Director: Gerald Potterton
Cast: Harvey Atkin, Jackie Burroughs, John Candy, Eugene Levy, Marilyn Lightstone, Harold Ramis, Richard Romanus, Alice Playten, Roger Bumpass, Joe Flaherty
Screenplay: Daniel Goldberg, Len Blum
86 mins. Rated R.
Well, folks, 35 years ago today, a little animated film came out. No, it wasn’t a Disney film. Not even a little. No, I’m talking about 1981’s Heavy Metal.
Heavy Metal is a collection of stories based on those from the original source comic book. Each of these stories is connected through a mystical object, a green glowing orb called the Loc-Nar. There is the story of Harry Canyon (Richard Romanus, Mean Streets, Point of No Return), a taxi driver in 2031 New York who gets in too deep with a beautiful woman on the hunt from the gangster Rudnick. The story of Den (John Candy, TV’s SCTV, Spaceballs), a nerdy teen who is transported by the Loc-Nar to Neverwhere and becomes muscled hero bent on defeating a villainous cult. On an orbiting space station, Captain Lincoln F. Sternn (Eugene Levy, Best in Show, Finding Dory) is on trial when the Loc-Nar intervenes. The stories are each interesting in their own and contribute to an overall mythos by which the film is centered. To go in depth would ruin the fun of watching.
The film starts with a Loc-Nar monologue and immediately jumps into Soft Landing, a hell of a way to open a movie and further proof that opening titles work when done right.
The movie is crass and misogynistic and gory and erotic, and through all that, I love it. Heavy Metal has eye-popping imagery and gorgeous visuals (however dated) combined with a kick-ass soundtrack featuring hard rock music from the era. It is a time capsule of teenage boys in the 1980s, and it is epic.
I would have liked to have seen more connections between the different stories. It felt like they were shoehorned together some (and I know full well that this was the case as the Loc-Nar didn’t appear in most of the comic book stories depicted).

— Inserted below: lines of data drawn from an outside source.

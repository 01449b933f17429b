//! estsum — extractive summarization for Estonian-language articles.
//!
//! Given an article that has already been segmented into titled blocks of
//! sentences and lemmatized (both external concerns), the engine scores
//! every sentence along independent channels, combines them into a single
//! ranking, and selects a subset under a word-count budget, emitted in
//! original document order:
//!
//! - **Position**: early sentences in the article and in each paragraph
//!   earn bonuses.
//! - **Format**: punctuation and markup heuristics (emphasis, quotes,
//!   exclamations).
//! - **Frequency**: corpus-relative lemma weights, discounted against a
//!   general-language reference table and a stop-word list.
//! - **Meaning** (optional): an injectable LLM-backed rating; absent or
//!   failing, every sentence keeps the neutral score.
//!
//! # Example
//!
//! ```
//! use estsum::{Block, Document, Paragraph, Sentence, Summarizer, SummarizerConfig, Title};
//!
//! let document = Document {
//!     title: Title::new("Ilm muutub", &["ilm", "muutuma"]),
//!     blocks: vec![Block::Paragraph(Paragraph::new(vec![
//!         Sentence::new(
//!             "Ilmateenistus lubab nädalavahetuseks vihma.",
//!             &["ilmateenistus", "lubama", "nädalavahetus", "vihm"],
//!         ),
//!         Sentence::new(
//!             "Temperatuur püsib kümne kraadi ümber.",
//!             &["temperatuur", "püsima", "kümme", "kraad", "ümber"],
//!         ),
//!     ]))],
//! };
//!
//! let summarizer = Summarizer::new(SummarizerConfig::default())?;
//! let summary = summarizer.summarize(&document)?;
//! assert_eq!(summary.title, "Ilm muutub");
//! # Ok::<(), estsum::SummarizeError>(())
//! ```
//!
//! Background resources are loaded once and shared read-only across runs;
//! all per-document state is rebuilt inside every [`Summarizer::summarize`]
//! call.

pub mod config;
pub mod error;
pub mod nlp;
pub mod pipeline;
pub mod scoring;
pub mod summarizer;
pub mod types;

pub use config::SummarizerConfig;
pub use error::SummarizeError;
pub use nlp::{ReferenceFrequencies, StopwordSet};
pub use pipeline::{ScoredDocument, Summarizer};
pub use scoring::{MeaningScorer, NeutralMeaning};
pub use summarizer::SummarySelector;
pub use types::{Block, Document, Paragraph, Sentence, Summary, Title};
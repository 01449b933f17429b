//! Format/punctuation scoring channel.
//!
//! Every sentence starts from a base score. Emphasized sentences (bold or
//! italic sub-spans in the source markup) earn a bonus, but emphasis that
//! ends in an exclamation/question run is penalized as headline-like.
//! Independently, each pattern in the configured table is tested against
//! the plain sentence text and contributes its signed delta on match —
//! patterns are not mutually exclusive.

use regex::Regex;

use crate::config::SummarizerConfig;
use crate::error::SummarizeError;
use crate::scoring::ScoreRecord;
use crate::types::Sentence;

/// Base score assigned to every sentence before any bonus or penalty.
pub const BASE_FORMAT_SCORE: f64 = 5.0;

const EMPHASIS_BONUS: f64 = 8.0;
const EMPHASIS_EXCLAMATION_PENALTY: f64 = 13.0;

const TRAILING_EXCLAMATION: &str = "[!?]+$";

/// Scores sentences by punctuation and markup. Patterns are compiled once
/// at construction; the scorer itself is stateless and reusable across
/// documents.
#[derive(Debug)]
pub struct FormatScorer {
    patterns: Vec<(Regex, f64)>,
    trailing_exclamation: Regex,
}

impl FormatScorer {
    /// Compile the configured pattern table.
    pub fn new(config: &SummarizerConfig) -> Result<Self, SummarizeError> {
        let compile = |pattern: &str| {
            Regex::new(pattern).map_err(|source| SummarizeError::Pattern {
                pattern: pattern.to_string(),
                source,
            })
        };

        let patterns = config
            .format_pattern_weights
            .iter()
            .map(|(pattern, delta)| compile(pattern).map(|re| (re, *delta)))
            .collect::<Result<Vec<_>, _>>()?;

        Ok(Self {
            patterns,
            trailing_exclamation: compile(TRAILING_EXCLAMATION)?,
        })
    }

    /// Score one sentence, overwriting its format channel.
    pub fn score(&self, record: &mut ScoreRecord, sentence: &Sentence) {
        record.format_score = BASE_FORMAT_SCORE;

        if let Some(emphasis) = &sentence.emphasis {
            record.format_score += EMPHASIS_BONUS;
            if self.trailing_exclamation.is_match(emphasis) {
                record.format_score -= EMPHASIS_EXCLAMATION_PENALTY;
            }
        }

        for (pattern, delta) in &self.patterns {
            if pattern.is_match(&sentence.text) {
                record.format_score += delta;
            }
        }
    }
}
//! Optional meaning-score enrichment via an external language model.
//!
//! The pipeline batches every sentence, numbered in document order, into a
//! single request together with the article title and a fixed rating
//! rubric, and expects one decimal number per line back — same count, same
//! order, decimal comma tolerated. Meaning scoring is best-effort: any
//! failure leaves every sentence at the neutral score 1.0 and never aborts
//! the summarization.
//!
//! The scorer is an injectable capability so the core stays testable
//! without network access: [`NeutralMeaning`] is the no-op default, and
//! [`LlmMeaningScorer`] (behind the `llm` feature) talks to an
//! OpenAI-compatible chat completion endpoint.

use thiserror::Error;

/// Errors internal to meaning scoring. The pipeline downgrades all of
/// these to a warning and keeps neutral scores.
#[derive(Debug, Error)]
pub enum MeaningError {
    #[cfg(feature = "llm")]
    #[error("meaning-score request failed: {0}")]
    Http(#[from] reqwest::Error),

    #[error("unparseable meaning score {value:?} on line {line}")]
    Malformed { line: usize, value: String },

    #[error("expected {expected} meaning scores, got {actual}")]
    CountMismatch { expected: usize, actual: usize },
}

/// Rates each sentence's importance on a 0.0–1.0 scale.
pub trait MeaningScorer {
    /// Return exactly one score per input sentence, in order.
    fn score(&self, title: &str, sentences: &[&str]) -> Result<Vec<f64>, MeaningError>;
}

/// No-op implementation: every sentence keeps the neutral score 1.0.
#[derive(Debug, Clone, Copy, Default)]
pub struct NeutralMeaning;

impl MeaningScorer for NeutralMeaning {
    fn score(&self, _title: &str, sentences: &[&str]) -> Result<Vec<f64>, MeaningError> {
        Ok(vec![1.0; sentences.len()])
    }
}

/// Parse a newline-delimited decimal response. Decimal commas are
/// normalized to points; blank lines are skipped; the value count must
/// match the submitted sentence count exactly.
pub fn parse_meaning_response(body: &str, expected: usize) -> Result<Vec<f64>, MeaningError> {
    let mut scores = Vec::with_capacity(expected);
    for (idx, line) in body.lines().enumerate() {
        let line = line.trim();
        if line.is_empty() {
            continue;
        }
        let value: f64 = line
            .replace(',', ".")
            .parse()
            .map_err(|_| MeaningError::Malformed {
                line: idx + 1,
                value: line.to_string(),
            })?;
        scores.push(value);
    }
    if scores.len() != expected {
        return Err(MeaningError::CountMismatch {
            expected,
            actual: scores.len(),
        });
    }
    Ok(scores)
}

#[cfg(feature = "llm")]
pub use llm::LlmMeaningScorer;

#[cfg(feature = "llm")]
mod llm {
    use std::time::Duration;

    use serde::{Deserialize, Serialize};

    use super::{parse_meaning_response, MeaningError, MeaningScorer};

    #[derive(Serialize)]
    struct ChatRequest<'a> {
        model: &'a str,
        messages: Vec<ChatMessage<'a>>,
    }

    #[derive(Serialize)]
    struct ChatMessage<'a> {
        role: &'a str,
        content: String,
    }

    #[derive(Deserialize)]
    struct ChatResponse {
        choices: Vec<ChatChoice>,
    }

    #[derive(Deserialize)]
    struct ChatChoice {
        message: ResponseMessage,
    }

    #[derive(Deserialize)]
    struct ResponseMessage {
        content: String,
    }

    /// Meaning scorer backed by an OpenAI-compatible chat completion
    /// endpoint. The whole request is bounded by a client-level timeout
    /// and is never retried.
    pub struct LlmMeaningScorer {
        client: reqwest::blocking::Client,
        endpoint: String,
        api_key: String,
        model: String,
    }

    impl LlmMeaningScorer {
        pub fn new(
            endpoint: impl Into<String>,
            api_key: impl Into<String>,
            model: impl Into<String>,
            timeout: Duration,
        ) -> Result<Self, MeaningError> {
            let client = reqwest::blocking::Client::builder()
                .timeout(timeout)
                .build()?;
            Ok(Self {
                client,
                endpoint: endpoint.into(),
                api_key: api_key.into(),
                model: model.into(),
            })
        }

        fn rubric(title: &str) -> String {
            format!(
                "Te olete sisukokkuvõtja. Teile on antud nimekiri lausetest \
                 pikemast tekstist ning pealkiri: \"{title}\". Hinnake iga \
                 lause olulisust skaalal 0.0 kuni 1.0:\n\
                 1.0 — väga oluline, keskse sisuga lause\n\
                 0.5–0.9 — tähtis või täiendav, toetab põhisisu\n\
                 0.1–0.4 — vähem tähtis, aga teemaga seotud\n\
                 0.0 — ebaoluline või teemast kõrvalekalduv\n\
                 Tagastage iga hinnang eraldi real, täpselt samas järjekorras \
                 kui sisendlaused, ilma muu tekstita."
            )
        }

        fn batch(sentences: &[&str]) -> String {
            sentences
                .iter()
                .enumerate()
                .map(|(i, s)| format!("{}. {}", i + 1, s))
                .collect::<Vec<_>>()
                .join("\n")
        }
    }

    impl MeaningScorer for LlmMeaningScorer {
        fn score(&self, title: &str, sentences: &[&str]) -> Result<Vec<f64>, MeaningError> {
            let request = ChatRequest {
                model: &self.model,
                messages: vec![
                    ChatMessage {
                        role: "system",
                        content: Self::rubric(title),
                    },
                    ChatMessage {
                        role: "user",
                        content: Self::batch(sentences),
                    },
                ],
            };

            let response: ChatResponse = self
                .client
                .post(&self.endpoint)
                .bearer_auth(&self.api_key)
                .json(&request)
                .send()?
                .error_for_status()?
                .json()?;

            let content = response
                .choices
                .first()
                .map(|c| c.message.content.as_str())
                .unwrap_or("");
            parse_meaning_response(content, sentences.len())
        }
    }
}

#[cfg(test)]
mod tests {
    use super::*;

    #[test]
    fn test_neutral_scorer_returns_ones() {
        let scores = NeutralMeaning.score("Pealkiri", &["a", "b", "c"]).unwrap();
        assert_eq!(scores, vec![1.0, 1.0, 1.0]);
    }

    #[test]
    fn test_parse_plain_response() {
        let scores = parse_meaning_response("0.2\n0.7\n1.0\n", 3).unwrap();
        assert_eq!(scores, vec![0.2, 0.7, 1.0]);
    }

    #[test]
    fn test_parse_normalizes_decimal_comma() {
        let scores = parse_meaning_response("0,5\n1,0\n", 2).unwrap();
        assert_eq!(scores, vec![0.5, 1.0]);
    }

    #[test]
    fn test_parse_skips_blank_lines() {
        let scores = parse_meaning_response("\n0.3\n\n0.9\n\n", 2).unwrap();
        assert_eq!(scores, vec![0.3, 0.9]);
    }

    #[test]
    fn test_count_mismatch_is_an_error() {
        let err = parse_meaning_response("0.5\n0.5\n", 3).unwrap_err();
        assert!(matches!(
            err,
            MeaningError::CountMismatch {
                expected: 3,
                actual: 2
            }
        ));
    }

    #[test]
    fn test_garbage_line_is_malformed() {
        let err = parse_meaning_response("0.5\nkindlasti\n", 2).unwrap_err();
        assert!(matches!(err, MeaningError::Malformed { line: 2, .. }));
    }
}
//! Document model shared across the scoring stages.
//!
//! Documents arrive pre-segmented and pre-lemmatized from an external
//! collaborator (HTML conversion and morphological analysis are not this
//! crate's concern). The model mirrors that contract: a titled article made
//! of ordered blocks, where each block is either a plain paragraph or a
//! subchapter containing its own paragraphs.

use std::io::{self, Write};

use serde::{Deserialize, Serialize};

/// Article title with its lemmatized form.
///
/// The lemma count feeds the selection budget (the summary word budget is
/// reduced by the title length, see the selector).
#[derive(Debug, Clone, PartialEq, Serialize, Deserialize)]
pub struct Title {
    pub text: String,
    pub lemmas: Vec<String>,
}

impl Title {
    pub fn new(text: impl Into<String>, lemmas: &[&str]) -> Self {
        Self {
            text: text.into(),
            lemmas: lemmas.iter().map(|l| l.to_string()).collect(),
        }
    }

    /// Title length in words (lemma count).
    pub fn word_count(&self) -> usize {
        self.lemmas.len()
    }
}

/// One sentence of the article.
///
/// `emphasis` carries the text of a bold/italic sub-span when the source
/// markup had one; the format scorer rewards emphasized sentences but
/// penalizes headline-like emphasis ending in `!`/`?`.
#[derive(Debug, Clone, PartialEq, Serialize, Deserialize)]
pub struct Sentence {
    pub text: String,
    #[serde(default)]
    pub emphasis: Option<String>,
    pub lemmas: Vec<String>,
}

impl Sentence {
    pub fn new(text: impl Into<String>, lemmas: &[&str]) -> Self {
        Self {
            text: text.into(),
            emphasis: None,
            lemmas: lemmas.iter().map(|l| l.to_string()).collect(),
        }
    }

    pub fn with_emphasis(mut self, emphasis: impl Into<String>) -> Self {
        self.emphasis = Some(emphasis.into());
        self
    }

    /// Sentence length in words (lemma count).
    pub fn word_count(&self) -> usize {
        self.lemmas.len()
    }
}

/// An ordered run of sentences.
#[derive(Debug, Clone, PartialEq, Serialize, Deserialize)]
pub struct Paragraph {
    pub sentences: Vec<Sentence>,
}

impl Paragraph {
    pub fn new(sentences: Vec<Sentence>) -> Self {
        Self { sentences }
    }
}

/// A top-level document block: either a plain paragraph or a subchapter
/// grouping several paragraphs under its own heading.
#[derive(Debug, Clone, PartialEq, Serialize, Deserialize)]
#[serde(rename_all = "snake_case")]
pub enum Block {
    Paragraph(Paragraph),
    Subchapter(Vec<Paragraph>),
}

/// A full article ready for scoring.
#[derive(Debug, Clone, PartialEq, Serialize, Deserialize)]
pub struct Document {
    pub title: Title,
    pub blocks: Vec<Block>,
}

/// Which container a paragraph belongs to. The position scorer applies
/// different relative-position bonuses per container kind.
#[derive(Debug, Clone, Copy, PartialEq, Eq)]
pub enum ContainerKind {
    Article,
    Subchapter,
}

/// The finished summary: title plus the selected sentences in original
/// document order.
#[derive(Debug, Clone, PartialEq, Serialize, Deserialize)]
pub struct Summary {
    pub title: String,
    pub sentences: Vec<String>,
}

impl Summary {
    /// Number of selected sentences.
    pub fn len(&self) -> usize {
        self.sentences.len()
    }

    pub fn is_empty(&self) -> bool {
        self.sentences.is_empty()
    }

    /// Write the summary one sentence per line.
    pub fn write_to<W: Write>(&self, mut sink: W) -> io::Result<()> {
        for sentence in &self.sentences {
            writeln!(sink, "{sentence}")?;
        }
        Ok(())
    }
}
//! Background language resources.
//!
//! Both resources are loaded once at startup and shared read-only across
//! summarization runs: the stop-word set and the general-language reference
//! frequency table used to discount generically common lemmas.

pub mod reference;
pub mod stopwords;

pub use reference::ReferenceFrequencies;
pub use stopwords::StopwordSet;
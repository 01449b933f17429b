//! Background reference frequency table.
//!
//! Maps lemmas to their weight in a general-language corpus. During lemma
//! weighting the reference weight is subtracted from a lemma's
//! document-local weight (floored at zero), discounting words that are
//! common everywhere and therefore carry little topical signal.
//!
//! File format: one `lemma<TAB>frequency` entry per line.

use std::fs;
use std::path::Path;

use rustc_hash::FxHashMap;

use crate::error::SummarizeError;

/// Lemma weights from a general-language corpus.
#[derive(Debug, Clone, Default)]
pub struct ReferenceFrequencies {
    weights: FxHashMap<String, f64>,
}

impl ReferenceFrequencies {
    /// Create an empty table (no discounting).
    pub fn empty() -> Self {
        Self::default()
    }

    /// Load the table from a `lemma<TAB>frequency` file.
    pub fn from_path(path: impl AsRef<Path>) -> Result<Self, SummarizeError> {
        let path = path.as_ref();
        let text = fs::read_to_string(path).map_err(|source| SummarizeError::Resource {
            path: path.to_path_buf(),
            source,
        })?;
        Self::from_lines(&text)
    }

    /// Parse the table from newline-delimited text. Blank lines are
    /// skipped; anything else must be `lemma<TAB>frequency`.
    pub fn from_lines(text: &str) -> Result<Self, SummarizeError> {
        let mut weights = FxHashMap::default();
        for (idx, line) in text.lines().enumerate() {
            if line.trim().is_empty() {
                continue;
            }
            let malformed = || SummarizeError::MalformedReference {
                line: idx + 1,
                content: line.to_string(),
            };
            let (lemma, frequency) = line.split_once('\t').ok_or_else(|| malformed())?;
            let frequency: f64 = frequency.trim().parse().map_err(|_| malformed())?;
            weights.insert(lemma.trim().to_lowercase(), frequency);
        }
        Ok(Self { weights })
    }

    /// Reference weight for a lemma, if the corpus knows it.
    pub fn weight(&self, lemma: &str) -> Option<f64> {
        self.weights.get(lemma).copied()
    }

    /// Number of lemmas in the table.
    pub fn len(&self) -> usize {
        self.weights.len()
    }

    pub fn is_empty(&self) -> bool {
        self.weights.is_empty()
    }
}
//! Budget-constrained threshold selection.
//!
//! The word budget is the compression rate times the article word count,
//! reduced by the title length minus a fixed 10-word allowance. A greedy
//! walk over the sentences in descending `(total_score, word_count)` order
//! accepts sentences while they fit, recording the lowest accepted score
//! as the threshold. The final summary then takes every sentence whose
//! total score reaches that threshold, so ties at the boundary score can
//! admit sentences the greedy walk itself rejected; tests pin this.
//! Selection order is always document order, never score order.

use crate::scoring::ScoredSentence;

/// Threshold returned when the budget cannot fit any sentence: no real
/// total score reaches it, so the summary comes out empty.
pub const UNREACHABLE_THRESHOLD: f64 = 10_000.0;

/// Fixed word allowance credited against the title length.
const TITLE_ALLOWANCE: i64 = 10;

/// Selects summary sentences under a word-count budget.
#[derive(Debug, Clone, Copy)]
pub struct SummarySelector {
    compression_rate: f64,
}

impl SummarySelector {
    pub fn new(compression_rate: f64) -> Self {
        Self { compression_rate }
    }

    /// Word budget for the summary body. Can be negative when the title
    /// alone exceeds the target length.
    pub fn budget(&self, article_word_count: usize, title_word_count: usize) -> i64 {
        (self.compression_rate * article_word_count as f64).floor() as i64
            - (title_word_count as i64 - TITLE_ALLOWANCE)
    }

    /// Compute the minimum total score a sentence must reach to be
    /// included.
    pub fn threshold(
        &self,
        sentences: &[ScoredSentence],
        article_word_count: usize,
        title_word_count: usize,
    ) -> f64 {
        let mut remaining = self.budget(article_word_count, title_word_count);
        if remaining < 0 {
            return UNREACHABLE_THRESHOLD;
        }

        let mut ranked: Vec<(f64, usize)> = sentences
            .iter()
            .map(|s| (s.record.total_score, s.record.word_count))
            .collect();
        // Descending by score, then by word count; the stable sort keeps
        // document order for full ties.
        ranked.sort_by(|a, b| b.0.total_cmp(&a.0).then(b.1.cmp(&a.1)));

        let mut threshold = UNREACHABLE_THRESHOLD;
        for (score, word_count) in ranked {
            if (word_count as i64) < remaining {
                threshold = score;
                remaining -= word_count as i64;
            } else {
                break;
            }
        }
        threshold
    }

    /// Select every sentence whose total score reaches the threshold, in
    /// original document order.
    pub fn select<'a>(
        &self,
        sentences: &'a [ScoredSentence],
        article_word_count: usize,
        title_word_count: usize,
    ) -> Vec<&'a ScoredSentence> {
        let threshold = self.threshold(sentences, article_word_count, title_word_count);
        sentences
            .iter()
            .filter(|s| s.record.total_score >= threshold)
            .collect()
    }
}

#[cfg(test)]
mod tests {
    use super::*;
    use crate::scoring::{ScoreRecord, ScoredSentence};

    fn scored(text: &str, total_score: f64, word_count: usize) -> ScoredSentence {
        ScoredSentence {
            text: text.to_string(),
            lemmas: Vec::new(),
            record: ScoreRecord {
                word_count,
                total_score,
                ..ScoreRecord::default()
            },
        }
    }

    #[test]
    fn test_budget_formula() {
        let selector = SummarySelector::new(0.5);
        // floor(0.5 * 100) - (12 - 10) = 48
        assert_eq!(selector.budget(100, 12), 48);
        // A short title increases the budget.
        assert_eq!(selector.budget(100, 3), 57);
    }

    #[test]
    fn test_budget_is_monotone_in_compression_rate() {
        let mut previous = i64::MIN;
        for step in 0..=10 {
            let rate = step as f64 / 10.0;
            let budget = SummarySelector::new(rate).budget(200, 15);
            assert!(budget >= previous);
            previous = budget;
        }
    }

    #[test]
    fn test_negative_budget_yields_empty_summary() {
        let selector = SummarySelector::new(0.1);
        let sentences = vec![scored("A", 90.0, 3), scored("B", 80.0, 3)];
        // floor(0.1 * 20) - (30 - 10) = -18
        assert_eq!(selector.budget(20, 30), -18);
        assert_eq!(
            selector.threshold(&sentences, 20, 30),
            UNREACHABLE_THRESHOLD
        );
        assert!(selector.select(&sentences, 20, 30).is_empty());
    }

    #[test]
    fn test_zero_budget_yields_empty_summary() {
        let selector = SummarySelector::new(0.0);
        let sentences = vec![scored("A", 90.0, 3)];
        assert_eq!(selector.budget(50, 10), 0);
        assert!(selector.select(&sentences, 50, 10).is_empty());
    }

    #[test]
    fn test_greedy_walk_stops_at_first_overflow() {
        let selector = SummarySelector::new(0.5);
        // Budget: floor(0.5 * 20) - (10 - 10) = 10.
        let sentences = vec![
            scored("A", 90.0, 6),
            scored("B", 80.0, 5),
            scored("C", 70.0, 2),
        ];
        // Greedy: A fits (6 < 10, remaining 4), B does not (5 >= 4) and the
        // walk stops — C is never considered even though it would fit.
        assert_eq!(selector.threshold(&sentences, 20, 10), 90.0);
        let selected = selector.select(&sentences, 20, 10);
        assert_eq!(selected.len(), 1);
        assert_eq!(selected[0].text, "A");
    }

    #[test]
    fn test_boundary_tie_admits_extra_sentences() {
        // The worked three-sentence example: word counts {5, 4, 6},
        // budget 7 (rate 0.5, 15 article words, title offset 0). The
        // greedy walk accepts only S1 (5 < 7; then 4 is not < 2), but S2
        // shares the boundary score and the >= comparison admits it.
        let selector = SummarySelector::new(0.5);
        let sentences = vec![
            scored("S1", 50.0, 5),
            scored("S2", 50.0, 4),
            scored("S3", 20.0, 6),
        ];
        assert_eq!(selector.budget(15, 10), 7);
        assert_eq!(selector.threshold(&sentences, 15, 10), 50.0);

        let selected = selector.select(&sentences, 15, 10);
        let texts: Vec<&str> = selected.iter().map(|s| s.text.as_str()).collect();
        assert_eq!(texts, vec!["S1", "S2"]);
    }

    #[test]
    fn test_score_ties_break_by_word_count() {
        let selector = SummarySelector::new(1.0);
        // Budget: floor(1.0 * 12) - 0 = 12; all scores equal, so the
        // longer sentence is ranked (and accepted) first.
        let sentences = vec![scored("short", 50.0, 3), scored("long", 50.0, 8)];
        assert_eq!(selector.threshold(&sentences, 12, 10), 50.0);
    }

    #[test]
    fn test_selection_preserves_document_order() {
        let selector = SummarySelector::new(1.0);
        // Generous budget; scores deliberately out of document order.
        let sentences = vec![
            scored("first", 10.0, 2),
            scored("second", 90.0, 2),
            scored("third", 50.0, 2),
        ];
        let selected = selector.select(&sentences, 100, 10);
        let texts: Vec<&str> = selected.iter().map(|s| s.text.as_str()).collect();
        assert_eq!(texts, vec!["first", "second", "third"]);
    }

    #[test]
    fn test_no_sentences_no_selection() {
        let selector = SummarySelector::new(0.5);
        assert!(selector.select(&[], 100, 10).is_empty());
        assert_eq!(selector.threshold(&[], 100, 10), UNREACHABLE_THRESHOLD);
    }
}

I love Heavy Metal (the sequel, Heavy Metal 2000, not so much) and I hope for the long-awaited third film to show up one day down the road. This is a film like no other, only barely similar in tone to some of Ralph Bakshi’s work, but don’t let its uniqueness take you out of it. This is a tremendous feat in filmmaking that has been all but forgotten.